┌────────

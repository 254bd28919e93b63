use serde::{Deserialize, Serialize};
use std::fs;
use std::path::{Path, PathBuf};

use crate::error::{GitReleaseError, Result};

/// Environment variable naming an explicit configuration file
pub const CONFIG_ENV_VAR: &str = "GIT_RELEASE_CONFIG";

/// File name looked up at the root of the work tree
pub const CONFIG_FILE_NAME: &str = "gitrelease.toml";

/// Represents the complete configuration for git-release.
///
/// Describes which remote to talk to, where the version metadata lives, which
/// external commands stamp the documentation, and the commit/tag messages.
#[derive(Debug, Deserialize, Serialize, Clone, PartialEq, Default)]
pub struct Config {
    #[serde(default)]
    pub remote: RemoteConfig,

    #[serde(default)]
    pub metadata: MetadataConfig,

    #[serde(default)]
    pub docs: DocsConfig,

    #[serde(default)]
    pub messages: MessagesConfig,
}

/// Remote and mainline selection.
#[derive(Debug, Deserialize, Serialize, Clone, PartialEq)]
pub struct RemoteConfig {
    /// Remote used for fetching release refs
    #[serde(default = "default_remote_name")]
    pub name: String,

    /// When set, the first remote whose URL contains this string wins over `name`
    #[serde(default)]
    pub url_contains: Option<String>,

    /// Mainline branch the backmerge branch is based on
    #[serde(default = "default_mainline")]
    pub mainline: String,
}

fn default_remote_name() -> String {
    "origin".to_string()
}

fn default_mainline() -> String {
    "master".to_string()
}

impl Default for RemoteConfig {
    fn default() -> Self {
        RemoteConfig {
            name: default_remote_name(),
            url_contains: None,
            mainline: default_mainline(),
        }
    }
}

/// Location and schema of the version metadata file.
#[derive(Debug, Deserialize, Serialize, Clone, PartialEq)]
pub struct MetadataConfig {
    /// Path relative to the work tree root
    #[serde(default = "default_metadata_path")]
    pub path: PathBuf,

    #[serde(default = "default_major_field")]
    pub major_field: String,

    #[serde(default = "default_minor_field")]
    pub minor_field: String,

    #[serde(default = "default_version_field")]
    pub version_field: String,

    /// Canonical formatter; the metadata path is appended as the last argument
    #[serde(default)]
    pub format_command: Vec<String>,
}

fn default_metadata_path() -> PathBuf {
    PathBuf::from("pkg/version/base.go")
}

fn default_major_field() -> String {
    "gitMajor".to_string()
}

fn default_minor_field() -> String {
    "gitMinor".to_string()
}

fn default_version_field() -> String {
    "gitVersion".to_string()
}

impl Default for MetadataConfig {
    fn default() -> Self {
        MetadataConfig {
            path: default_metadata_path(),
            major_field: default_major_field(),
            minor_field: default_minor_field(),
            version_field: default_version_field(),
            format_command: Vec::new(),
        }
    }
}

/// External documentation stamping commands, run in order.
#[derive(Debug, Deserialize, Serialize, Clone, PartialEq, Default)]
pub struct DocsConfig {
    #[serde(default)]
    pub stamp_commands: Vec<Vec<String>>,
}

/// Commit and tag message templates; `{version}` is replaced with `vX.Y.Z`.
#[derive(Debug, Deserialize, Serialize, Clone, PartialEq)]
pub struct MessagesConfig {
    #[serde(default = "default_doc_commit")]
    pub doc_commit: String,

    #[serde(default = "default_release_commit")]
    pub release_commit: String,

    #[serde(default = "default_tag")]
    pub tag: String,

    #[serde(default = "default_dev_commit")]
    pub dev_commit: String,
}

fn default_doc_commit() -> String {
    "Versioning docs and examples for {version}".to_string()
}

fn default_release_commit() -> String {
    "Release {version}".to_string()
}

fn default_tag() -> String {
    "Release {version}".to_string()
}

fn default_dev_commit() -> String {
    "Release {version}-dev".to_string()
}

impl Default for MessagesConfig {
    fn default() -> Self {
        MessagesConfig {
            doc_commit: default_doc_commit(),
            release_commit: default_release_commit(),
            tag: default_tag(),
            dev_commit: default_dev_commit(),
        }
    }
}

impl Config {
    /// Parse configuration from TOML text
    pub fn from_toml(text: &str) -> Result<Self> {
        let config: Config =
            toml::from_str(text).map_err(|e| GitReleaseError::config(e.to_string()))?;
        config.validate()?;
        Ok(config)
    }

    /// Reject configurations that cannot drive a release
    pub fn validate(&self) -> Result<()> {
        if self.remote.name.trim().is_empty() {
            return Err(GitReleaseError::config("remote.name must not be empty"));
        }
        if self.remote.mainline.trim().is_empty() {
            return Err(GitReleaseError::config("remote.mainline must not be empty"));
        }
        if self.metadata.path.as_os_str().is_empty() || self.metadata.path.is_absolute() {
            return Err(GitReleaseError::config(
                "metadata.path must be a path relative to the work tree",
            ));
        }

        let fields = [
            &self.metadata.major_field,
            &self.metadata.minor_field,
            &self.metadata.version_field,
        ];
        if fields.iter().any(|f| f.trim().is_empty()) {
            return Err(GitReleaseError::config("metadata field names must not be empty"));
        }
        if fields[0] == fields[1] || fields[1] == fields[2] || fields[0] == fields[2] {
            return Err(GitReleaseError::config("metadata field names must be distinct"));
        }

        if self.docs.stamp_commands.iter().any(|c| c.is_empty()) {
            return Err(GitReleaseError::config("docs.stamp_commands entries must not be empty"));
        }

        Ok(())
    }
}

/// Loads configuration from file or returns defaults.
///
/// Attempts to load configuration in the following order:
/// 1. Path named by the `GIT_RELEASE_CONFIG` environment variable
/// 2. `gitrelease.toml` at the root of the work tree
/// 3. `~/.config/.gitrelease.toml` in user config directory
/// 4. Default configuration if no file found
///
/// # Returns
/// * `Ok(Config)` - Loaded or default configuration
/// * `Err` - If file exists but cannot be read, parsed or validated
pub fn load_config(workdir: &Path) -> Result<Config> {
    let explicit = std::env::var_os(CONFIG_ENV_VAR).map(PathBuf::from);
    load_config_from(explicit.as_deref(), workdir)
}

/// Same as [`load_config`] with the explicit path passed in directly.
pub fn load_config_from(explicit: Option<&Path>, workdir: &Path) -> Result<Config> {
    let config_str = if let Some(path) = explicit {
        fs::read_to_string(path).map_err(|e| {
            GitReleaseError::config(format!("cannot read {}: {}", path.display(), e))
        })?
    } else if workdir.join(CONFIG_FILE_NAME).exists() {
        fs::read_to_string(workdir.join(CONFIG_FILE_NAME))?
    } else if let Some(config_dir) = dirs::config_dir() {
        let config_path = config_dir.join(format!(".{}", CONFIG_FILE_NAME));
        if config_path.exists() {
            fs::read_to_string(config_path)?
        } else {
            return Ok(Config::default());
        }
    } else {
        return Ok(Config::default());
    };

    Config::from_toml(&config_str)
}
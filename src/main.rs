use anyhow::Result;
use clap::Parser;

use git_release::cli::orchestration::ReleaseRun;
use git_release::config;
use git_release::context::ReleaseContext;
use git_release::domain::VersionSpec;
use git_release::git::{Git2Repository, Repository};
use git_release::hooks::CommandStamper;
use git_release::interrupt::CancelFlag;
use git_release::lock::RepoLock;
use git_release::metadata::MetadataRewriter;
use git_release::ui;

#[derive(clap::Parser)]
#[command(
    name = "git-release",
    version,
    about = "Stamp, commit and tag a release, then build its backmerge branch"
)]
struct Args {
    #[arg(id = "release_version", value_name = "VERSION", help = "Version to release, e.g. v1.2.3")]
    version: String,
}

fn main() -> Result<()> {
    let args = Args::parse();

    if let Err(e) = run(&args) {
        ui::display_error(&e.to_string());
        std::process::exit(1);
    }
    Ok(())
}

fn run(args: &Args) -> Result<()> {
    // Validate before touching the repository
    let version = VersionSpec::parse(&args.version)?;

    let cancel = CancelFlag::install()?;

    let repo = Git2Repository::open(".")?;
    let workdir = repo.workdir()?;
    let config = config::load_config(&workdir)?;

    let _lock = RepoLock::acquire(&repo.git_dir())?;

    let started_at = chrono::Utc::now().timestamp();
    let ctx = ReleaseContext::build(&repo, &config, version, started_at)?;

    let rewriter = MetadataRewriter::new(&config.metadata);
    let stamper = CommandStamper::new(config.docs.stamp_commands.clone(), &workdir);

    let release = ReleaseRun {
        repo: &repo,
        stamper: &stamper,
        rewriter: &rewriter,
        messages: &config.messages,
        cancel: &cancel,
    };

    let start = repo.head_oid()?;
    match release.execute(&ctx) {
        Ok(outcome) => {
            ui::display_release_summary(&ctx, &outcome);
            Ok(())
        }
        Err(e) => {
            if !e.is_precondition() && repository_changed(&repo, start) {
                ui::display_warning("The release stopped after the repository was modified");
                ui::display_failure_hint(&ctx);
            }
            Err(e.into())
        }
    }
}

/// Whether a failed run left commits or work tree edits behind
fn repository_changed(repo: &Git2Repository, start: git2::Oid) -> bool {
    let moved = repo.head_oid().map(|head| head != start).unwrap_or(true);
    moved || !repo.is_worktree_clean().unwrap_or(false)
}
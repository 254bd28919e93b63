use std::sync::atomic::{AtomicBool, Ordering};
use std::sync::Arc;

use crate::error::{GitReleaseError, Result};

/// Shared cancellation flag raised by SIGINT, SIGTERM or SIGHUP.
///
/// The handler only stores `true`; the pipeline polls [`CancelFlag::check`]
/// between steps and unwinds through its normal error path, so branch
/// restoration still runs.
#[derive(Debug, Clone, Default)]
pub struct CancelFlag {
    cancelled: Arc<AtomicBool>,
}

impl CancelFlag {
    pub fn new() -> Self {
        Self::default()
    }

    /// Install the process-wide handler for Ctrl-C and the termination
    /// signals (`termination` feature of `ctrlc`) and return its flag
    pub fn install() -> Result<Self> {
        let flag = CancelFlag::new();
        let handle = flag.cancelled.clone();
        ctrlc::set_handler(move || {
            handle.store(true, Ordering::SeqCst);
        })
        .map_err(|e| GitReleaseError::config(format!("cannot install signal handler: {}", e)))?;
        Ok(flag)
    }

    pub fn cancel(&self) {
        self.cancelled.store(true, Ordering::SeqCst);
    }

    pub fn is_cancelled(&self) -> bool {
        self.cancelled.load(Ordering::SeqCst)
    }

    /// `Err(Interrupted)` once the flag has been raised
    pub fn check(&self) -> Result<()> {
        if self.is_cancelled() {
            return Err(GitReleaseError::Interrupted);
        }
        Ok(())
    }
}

└────────

GOAL OF THE EXERCISE: Would you count the lines in the data that include the word "true" and reply with only the number?

EXERCISE SOLUTION: 4